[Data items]
• • •
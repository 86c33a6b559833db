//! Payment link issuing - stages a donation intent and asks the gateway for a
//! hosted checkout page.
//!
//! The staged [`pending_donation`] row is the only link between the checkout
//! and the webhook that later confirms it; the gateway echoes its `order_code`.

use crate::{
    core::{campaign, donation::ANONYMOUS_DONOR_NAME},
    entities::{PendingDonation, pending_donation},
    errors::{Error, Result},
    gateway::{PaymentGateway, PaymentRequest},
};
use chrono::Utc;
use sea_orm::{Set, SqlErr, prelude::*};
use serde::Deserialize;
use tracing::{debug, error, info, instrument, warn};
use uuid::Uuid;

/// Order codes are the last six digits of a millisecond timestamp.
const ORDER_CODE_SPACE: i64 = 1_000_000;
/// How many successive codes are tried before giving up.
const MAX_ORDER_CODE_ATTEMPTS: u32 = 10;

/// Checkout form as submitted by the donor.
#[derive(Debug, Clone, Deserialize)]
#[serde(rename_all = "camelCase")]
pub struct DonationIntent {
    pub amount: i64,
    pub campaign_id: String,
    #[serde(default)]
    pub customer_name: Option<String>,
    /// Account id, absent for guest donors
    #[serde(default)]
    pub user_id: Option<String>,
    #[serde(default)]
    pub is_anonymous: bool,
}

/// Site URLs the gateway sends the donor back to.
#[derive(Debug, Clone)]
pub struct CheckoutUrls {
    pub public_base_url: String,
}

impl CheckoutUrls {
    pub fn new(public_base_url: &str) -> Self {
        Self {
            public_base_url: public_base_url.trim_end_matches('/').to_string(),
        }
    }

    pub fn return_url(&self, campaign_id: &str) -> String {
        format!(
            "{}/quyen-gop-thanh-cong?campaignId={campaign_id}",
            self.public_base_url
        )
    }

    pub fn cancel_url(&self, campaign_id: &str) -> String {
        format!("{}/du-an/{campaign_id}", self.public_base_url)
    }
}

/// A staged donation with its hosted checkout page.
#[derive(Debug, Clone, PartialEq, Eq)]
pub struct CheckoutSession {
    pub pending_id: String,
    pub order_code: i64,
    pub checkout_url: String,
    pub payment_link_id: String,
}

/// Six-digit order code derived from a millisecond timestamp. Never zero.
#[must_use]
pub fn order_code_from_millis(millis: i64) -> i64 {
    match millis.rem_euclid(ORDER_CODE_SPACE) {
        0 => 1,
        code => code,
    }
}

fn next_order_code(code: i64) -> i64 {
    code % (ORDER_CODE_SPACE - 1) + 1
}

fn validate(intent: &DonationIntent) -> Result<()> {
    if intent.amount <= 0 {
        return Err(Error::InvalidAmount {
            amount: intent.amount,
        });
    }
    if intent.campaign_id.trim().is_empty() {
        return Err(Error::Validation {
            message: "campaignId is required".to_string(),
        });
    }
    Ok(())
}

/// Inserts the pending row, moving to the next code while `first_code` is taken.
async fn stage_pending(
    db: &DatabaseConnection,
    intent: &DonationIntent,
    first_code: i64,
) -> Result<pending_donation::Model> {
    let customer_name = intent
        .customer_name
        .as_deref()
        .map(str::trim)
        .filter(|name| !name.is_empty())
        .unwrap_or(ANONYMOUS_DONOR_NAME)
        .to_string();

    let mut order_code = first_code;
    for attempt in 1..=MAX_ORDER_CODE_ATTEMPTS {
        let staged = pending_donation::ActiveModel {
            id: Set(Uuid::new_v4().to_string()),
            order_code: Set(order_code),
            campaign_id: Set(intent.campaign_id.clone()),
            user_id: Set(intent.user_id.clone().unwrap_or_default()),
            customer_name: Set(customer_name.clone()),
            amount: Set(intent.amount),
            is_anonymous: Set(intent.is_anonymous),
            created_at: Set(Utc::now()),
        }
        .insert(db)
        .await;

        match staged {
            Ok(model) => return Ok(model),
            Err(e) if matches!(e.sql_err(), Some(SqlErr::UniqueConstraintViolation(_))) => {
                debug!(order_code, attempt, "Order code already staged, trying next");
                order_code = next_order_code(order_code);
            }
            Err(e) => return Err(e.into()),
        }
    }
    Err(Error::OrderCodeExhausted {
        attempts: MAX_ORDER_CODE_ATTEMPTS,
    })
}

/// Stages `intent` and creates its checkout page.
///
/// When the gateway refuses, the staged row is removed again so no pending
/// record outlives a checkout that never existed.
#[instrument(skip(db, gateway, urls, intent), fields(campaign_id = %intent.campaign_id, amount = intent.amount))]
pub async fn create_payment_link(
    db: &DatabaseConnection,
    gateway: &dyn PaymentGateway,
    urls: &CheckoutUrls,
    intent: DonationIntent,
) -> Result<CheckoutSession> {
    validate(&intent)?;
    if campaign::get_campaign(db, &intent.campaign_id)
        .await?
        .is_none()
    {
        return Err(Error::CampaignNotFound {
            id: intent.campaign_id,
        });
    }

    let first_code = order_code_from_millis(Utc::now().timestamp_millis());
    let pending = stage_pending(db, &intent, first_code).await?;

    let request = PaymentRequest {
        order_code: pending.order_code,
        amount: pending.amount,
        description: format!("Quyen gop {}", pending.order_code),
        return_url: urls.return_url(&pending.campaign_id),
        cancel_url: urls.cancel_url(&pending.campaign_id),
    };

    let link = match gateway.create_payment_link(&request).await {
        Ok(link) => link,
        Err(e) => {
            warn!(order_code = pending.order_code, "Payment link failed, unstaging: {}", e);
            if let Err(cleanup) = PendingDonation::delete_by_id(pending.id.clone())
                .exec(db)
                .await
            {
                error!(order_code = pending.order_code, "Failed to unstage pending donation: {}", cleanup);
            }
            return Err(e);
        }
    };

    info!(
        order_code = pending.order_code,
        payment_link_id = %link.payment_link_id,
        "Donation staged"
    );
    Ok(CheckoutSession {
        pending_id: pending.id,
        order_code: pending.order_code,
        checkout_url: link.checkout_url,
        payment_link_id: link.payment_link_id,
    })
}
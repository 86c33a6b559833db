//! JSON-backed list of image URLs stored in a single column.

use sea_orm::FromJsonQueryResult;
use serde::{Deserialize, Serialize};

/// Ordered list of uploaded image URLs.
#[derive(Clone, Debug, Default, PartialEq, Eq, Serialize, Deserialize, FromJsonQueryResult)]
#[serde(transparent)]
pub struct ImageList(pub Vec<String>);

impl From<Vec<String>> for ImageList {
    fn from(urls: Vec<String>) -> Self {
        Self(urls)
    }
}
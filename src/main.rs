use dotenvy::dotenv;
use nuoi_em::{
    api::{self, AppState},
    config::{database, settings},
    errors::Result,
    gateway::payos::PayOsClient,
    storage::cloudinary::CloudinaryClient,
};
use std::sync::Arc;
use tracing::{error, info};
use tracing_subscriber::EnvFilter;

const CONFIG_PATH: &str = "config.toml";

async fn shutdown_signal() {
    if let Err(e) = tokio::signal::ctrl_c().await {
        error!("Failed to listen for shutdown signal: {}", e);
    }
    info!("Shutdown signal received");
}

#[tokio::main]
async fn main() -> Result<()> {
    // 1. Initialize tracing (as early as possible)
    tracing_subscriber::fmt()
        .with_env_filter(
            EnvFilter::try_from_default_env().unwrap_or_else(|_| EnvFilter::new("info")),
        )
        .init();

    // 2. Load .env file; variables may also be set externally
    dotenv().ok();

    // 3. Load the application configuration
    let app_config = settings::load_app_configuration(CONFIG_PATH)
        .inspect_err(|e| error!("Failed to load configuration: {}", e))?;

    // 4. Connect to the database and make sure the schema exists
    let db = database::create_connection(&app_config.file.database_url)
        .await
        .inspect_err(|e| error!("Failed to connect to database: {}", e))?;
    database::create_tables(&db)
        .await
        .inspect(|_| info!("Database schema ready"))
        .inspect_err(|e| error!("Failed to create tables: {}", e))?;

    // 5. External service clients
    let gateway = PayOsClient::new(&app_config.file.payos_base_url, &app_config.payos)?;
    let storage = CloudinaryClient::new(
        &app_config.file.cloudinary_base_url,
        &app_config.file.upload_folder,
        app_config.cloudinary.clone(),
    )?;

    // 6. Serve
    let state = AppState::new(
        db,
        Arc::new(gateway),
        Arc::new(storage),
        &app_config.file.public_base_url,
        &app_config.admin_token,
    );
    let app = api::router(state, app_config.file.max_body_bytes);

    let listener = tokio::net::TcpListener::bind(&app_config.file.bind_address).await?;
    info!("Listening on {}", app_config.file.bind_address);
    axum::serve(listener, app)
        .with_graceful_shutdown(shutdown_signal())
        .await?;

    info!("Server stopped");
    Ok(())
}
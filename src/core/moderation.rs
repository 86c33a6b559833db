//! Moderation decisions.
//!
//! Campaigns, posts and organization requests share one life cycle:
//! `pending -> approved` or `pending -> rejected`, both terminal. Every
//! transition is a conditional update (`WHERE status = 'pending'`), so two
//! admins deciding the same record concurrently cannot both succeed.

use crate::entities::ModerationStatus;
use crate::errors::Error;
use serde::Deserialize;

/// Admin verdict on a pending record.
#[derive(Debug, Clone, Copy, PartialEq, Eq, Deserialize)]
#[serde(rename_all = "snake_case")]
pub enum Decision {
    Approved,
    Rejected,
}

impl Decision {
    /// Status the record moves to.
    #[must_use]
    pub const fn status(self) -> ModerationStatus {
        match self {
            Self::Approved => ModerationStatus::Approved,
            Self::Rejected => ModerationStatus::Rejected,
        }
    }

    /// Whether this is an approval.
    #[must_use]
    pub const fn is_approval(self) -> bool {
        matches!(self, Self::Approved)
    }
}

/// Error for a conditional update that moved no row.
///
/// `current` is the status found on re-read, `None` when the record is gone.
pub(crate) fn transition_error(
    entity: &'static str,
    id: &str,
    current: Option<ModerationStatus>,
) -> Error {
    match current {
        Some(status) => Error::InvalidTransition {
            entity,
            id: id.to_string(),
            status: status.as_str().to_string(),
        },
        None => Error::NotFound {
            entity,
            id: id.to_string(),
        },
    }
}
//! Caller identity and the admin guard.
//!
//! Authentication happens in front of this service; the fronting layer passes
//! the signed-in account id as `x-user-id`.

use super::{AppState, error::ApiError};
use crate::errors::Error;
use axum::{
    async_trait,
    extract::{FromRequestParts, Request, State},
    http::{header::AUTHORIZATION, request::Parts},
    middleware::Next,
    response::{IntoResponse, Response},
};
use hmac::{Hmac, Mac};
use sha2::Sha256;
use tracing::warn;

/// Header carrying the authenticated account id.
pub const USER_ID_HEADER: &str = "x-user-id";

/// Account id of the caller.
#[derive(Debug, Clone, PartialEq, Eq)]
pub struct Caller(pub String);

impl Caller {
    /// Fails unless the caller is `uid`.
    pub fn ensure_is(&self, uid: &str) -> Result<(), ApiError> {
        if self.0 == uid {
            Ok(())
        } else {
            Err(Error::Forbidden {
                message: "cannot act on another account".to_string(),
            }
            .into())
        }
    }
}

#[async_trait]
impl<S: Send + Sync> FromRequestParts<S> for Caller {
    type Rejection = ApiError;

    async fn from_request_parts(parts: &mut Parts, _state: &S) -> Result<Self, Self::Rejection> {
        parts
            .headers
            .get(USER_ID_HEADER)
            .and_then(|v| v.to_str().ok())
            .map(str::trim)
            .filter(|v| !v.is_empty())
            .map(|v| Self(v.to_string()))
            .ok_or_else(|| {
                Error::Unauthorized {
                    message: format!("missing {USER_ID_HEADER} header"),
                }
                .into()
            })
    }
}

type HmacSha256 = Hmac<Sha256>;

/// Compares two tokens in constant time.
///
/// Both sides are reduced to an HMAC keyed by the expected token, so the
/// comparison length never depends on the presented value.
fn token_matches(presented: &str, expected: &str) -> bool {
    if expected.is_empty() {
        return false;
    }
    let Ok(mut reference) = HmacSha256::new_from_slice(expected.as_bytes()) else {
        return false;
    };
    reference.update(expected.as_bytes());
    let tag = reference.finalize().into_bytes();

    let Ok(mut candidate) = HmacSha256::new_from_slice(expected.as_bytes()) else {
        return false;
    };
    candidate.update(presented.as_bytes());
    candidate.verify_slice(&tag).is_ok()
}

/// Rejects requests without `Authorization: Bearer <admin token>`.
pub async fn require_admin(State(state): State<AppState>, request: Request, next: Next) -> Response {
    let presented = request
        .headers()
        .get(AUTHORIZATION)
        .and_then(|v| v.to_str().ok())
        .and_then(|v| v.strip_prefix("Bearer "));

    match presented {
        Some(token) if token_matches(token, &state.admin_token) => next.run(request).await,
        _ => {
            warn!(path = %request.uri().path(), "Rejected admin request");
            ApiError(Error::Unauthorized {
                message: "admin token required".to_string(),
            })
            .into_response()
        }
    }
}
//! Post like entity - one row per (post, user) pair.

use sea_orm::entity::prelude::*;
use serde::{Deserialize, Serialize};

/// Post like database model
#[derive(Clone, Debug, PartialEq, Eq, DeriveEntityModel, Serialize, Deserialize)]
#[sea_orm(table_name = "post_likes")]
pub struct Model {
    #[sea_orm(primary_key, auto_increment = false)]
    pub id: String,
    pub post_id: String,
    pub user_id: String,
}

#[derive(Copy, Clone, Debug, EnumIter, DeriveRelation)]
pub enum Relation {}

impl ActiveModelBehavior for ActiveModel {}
• • •
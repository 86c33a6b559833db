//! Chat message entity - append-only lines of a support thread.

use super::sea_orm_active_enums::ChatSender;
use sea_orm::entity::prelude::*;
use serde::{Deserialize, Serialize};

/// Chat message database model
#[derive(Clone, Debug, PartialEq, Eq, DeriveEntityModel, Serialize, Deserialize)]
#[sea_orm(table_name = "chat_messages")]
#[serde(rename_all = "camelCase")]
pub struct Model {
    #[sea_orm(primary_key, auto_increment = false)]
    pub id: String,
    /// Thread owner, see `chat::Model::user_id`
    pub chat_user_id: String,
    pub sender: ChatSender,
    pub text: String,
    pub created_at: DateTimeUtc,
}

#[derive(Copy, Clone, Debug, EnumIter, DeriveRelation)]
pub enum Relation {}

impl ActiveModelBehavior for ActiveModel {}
• • •
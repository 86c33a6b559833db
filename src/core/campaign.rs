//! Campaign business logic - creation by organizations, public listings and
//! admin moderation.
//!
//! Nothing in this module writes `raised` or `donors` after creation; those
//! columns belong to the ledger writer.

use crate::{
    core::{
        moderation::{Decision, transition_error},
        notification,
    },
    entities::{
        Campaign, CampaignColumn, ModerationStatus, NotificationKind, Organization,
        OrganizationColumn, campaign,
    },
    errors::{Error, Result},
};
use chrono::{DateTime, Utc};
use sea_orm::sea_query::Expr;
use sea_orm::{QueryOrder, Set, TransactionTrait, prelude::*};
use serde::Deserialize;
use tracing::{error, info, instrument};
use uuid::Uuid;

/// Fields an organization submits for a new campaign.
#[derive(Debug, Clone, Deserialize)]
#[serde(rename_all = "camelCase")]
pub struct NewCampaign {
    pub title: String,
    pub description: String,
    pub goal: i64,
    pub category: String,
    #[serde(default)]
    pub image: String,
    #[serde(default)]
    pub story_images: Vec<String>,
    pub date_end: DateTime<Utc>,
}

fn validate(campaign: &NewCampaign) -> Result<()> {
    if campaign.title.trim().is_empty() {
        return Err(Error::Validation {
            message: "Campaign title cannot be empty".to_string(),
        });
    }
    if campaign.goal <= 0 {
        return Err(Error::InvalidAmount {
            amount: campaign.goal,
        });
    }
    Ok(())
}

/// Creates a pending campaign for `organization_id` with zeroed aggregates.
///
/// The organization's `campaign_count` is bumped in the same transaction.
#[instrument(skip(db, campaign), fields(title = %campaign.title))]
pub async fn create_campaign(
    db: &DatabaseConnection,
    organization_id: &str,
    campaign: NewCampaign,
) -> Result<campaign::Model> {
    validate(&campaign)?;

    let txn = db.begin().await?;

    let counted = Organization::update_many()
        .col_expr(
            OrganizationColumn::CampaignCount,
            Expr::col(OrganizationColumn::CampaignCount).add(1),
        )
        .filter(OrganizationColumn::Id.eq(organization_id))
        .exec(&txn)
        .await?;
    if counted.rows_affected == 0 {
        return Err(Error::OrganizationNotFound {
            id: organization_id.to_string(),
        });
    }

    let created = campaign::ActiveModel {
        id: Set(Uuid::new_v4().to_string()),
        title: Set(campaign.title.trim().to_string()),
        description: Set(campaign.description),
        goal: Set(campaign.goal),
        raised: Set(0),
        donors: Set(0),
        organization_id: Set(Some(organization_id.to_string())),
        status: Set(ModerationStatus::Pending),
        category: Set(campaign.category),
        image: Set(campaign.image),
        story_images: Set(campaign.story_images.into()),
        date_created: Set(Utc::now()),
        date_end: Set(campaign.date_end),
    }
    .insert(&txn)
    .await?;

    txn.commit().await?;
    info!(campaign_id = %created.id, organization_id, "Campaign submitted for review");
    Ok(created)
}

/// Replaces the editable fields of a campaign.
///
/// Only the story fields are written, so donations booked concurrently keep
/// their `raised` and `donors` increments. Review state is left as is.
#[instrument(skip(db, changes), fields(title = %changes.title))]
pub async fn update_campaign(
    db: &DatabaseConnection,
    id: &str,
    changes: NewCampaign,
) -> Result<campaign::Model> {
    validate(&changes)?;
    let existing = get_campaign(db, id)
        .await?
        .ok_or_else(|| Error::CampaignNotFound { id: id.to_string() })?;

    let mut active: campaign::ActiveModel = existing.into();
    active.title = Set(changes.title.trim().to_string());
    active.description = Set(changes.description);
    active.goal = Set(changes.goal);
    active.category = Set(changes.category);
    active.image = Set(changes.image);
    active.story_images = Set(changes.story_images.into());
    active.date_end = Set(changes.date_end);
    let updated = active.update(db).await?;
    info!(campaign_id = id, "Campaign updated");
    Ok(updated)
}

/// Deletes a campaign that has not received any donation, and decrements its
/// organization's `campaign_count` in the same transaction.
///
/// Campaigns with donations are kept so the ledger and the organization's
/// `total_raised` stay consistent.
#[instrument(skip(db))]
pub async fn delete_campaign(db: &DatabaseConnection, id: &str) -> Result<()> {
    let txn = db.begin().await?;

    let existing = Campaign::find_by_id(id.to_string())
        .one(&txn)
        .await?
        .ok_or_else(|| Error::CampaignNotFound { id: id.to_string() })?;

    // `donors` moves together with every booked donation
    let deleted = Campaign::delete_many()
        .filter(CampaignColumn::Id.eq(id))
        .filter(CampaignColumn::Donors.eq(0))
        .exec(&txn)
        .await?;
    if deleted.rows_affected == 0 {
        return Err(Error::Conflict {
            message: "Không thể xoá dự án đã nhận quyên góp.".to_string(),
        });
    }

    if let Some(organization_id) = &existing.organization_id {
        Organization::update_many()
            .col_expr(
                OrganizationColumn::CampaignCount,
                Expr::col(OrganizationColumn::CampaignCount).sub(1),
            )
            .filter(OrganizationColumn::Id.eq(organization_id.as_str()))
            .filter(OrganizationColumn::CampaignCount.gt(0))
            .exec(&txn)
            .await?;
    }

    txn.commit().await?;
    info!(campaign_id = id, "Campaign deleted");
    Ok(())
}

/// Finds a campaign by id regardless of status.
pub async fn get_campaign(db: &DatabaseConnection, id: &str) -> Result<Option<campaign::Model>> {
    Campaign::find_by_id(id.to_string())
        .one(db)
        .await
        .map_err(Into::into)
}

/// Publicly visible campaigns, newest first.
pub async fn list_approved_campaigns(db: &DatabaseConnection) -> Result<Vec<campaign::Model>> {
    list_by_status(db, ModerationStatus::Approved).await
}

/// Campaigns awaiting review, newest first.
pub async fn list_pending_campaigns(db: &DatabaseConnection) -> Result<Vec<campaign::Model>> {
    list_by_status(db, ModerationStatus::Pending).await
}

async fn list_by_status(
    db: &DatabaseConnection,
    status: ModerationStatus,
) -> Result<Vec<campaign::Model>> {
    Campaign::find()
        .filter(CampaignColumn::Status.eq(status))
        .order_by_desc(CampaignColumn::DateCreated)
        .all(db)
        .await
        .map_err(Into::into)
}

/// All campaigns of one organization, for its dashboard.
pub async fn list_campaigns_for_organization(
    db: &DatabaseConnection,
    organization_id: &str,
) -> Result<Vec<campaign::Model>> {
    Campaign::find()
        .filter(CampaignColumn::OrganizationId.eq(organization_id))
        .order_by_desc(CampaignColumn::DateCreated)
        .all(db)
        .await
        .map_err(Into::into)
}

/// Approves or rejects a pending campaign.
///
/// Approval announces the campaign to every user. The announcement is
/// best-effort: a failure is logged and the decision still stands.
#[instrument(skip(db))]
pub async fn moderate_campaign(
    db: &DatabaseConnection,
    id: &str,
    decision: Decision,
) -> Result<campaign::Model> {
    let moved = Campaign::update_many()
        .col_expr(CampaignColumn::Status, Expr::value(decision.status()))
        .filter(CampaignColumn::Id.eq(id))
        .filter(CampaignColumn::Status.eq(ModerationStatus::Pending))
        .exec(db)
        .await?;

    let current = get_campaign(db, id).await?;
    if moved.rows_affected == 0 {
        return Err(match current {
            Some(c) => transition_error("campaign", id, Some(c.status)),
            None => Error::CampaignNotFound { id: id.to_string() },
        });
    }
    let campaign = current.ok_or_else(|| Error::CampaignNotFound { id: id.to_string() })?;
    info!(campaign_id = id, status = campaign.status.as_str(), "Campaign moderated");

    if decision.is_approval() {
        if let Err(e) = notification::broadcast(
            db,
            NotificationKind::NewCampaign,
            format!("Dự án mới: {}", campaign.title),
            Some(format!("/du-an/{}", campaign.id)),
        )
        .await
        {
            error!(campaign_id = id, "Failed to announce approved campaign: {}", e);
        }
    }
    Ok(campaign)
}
• • •
# Your objective:
The lines above that hold "PaymentRequest" are the result; show every one of them.

# Exercise solution:
    gateway::{PaymentGateway, PaymentRequest},
    let request = PaymentRequest {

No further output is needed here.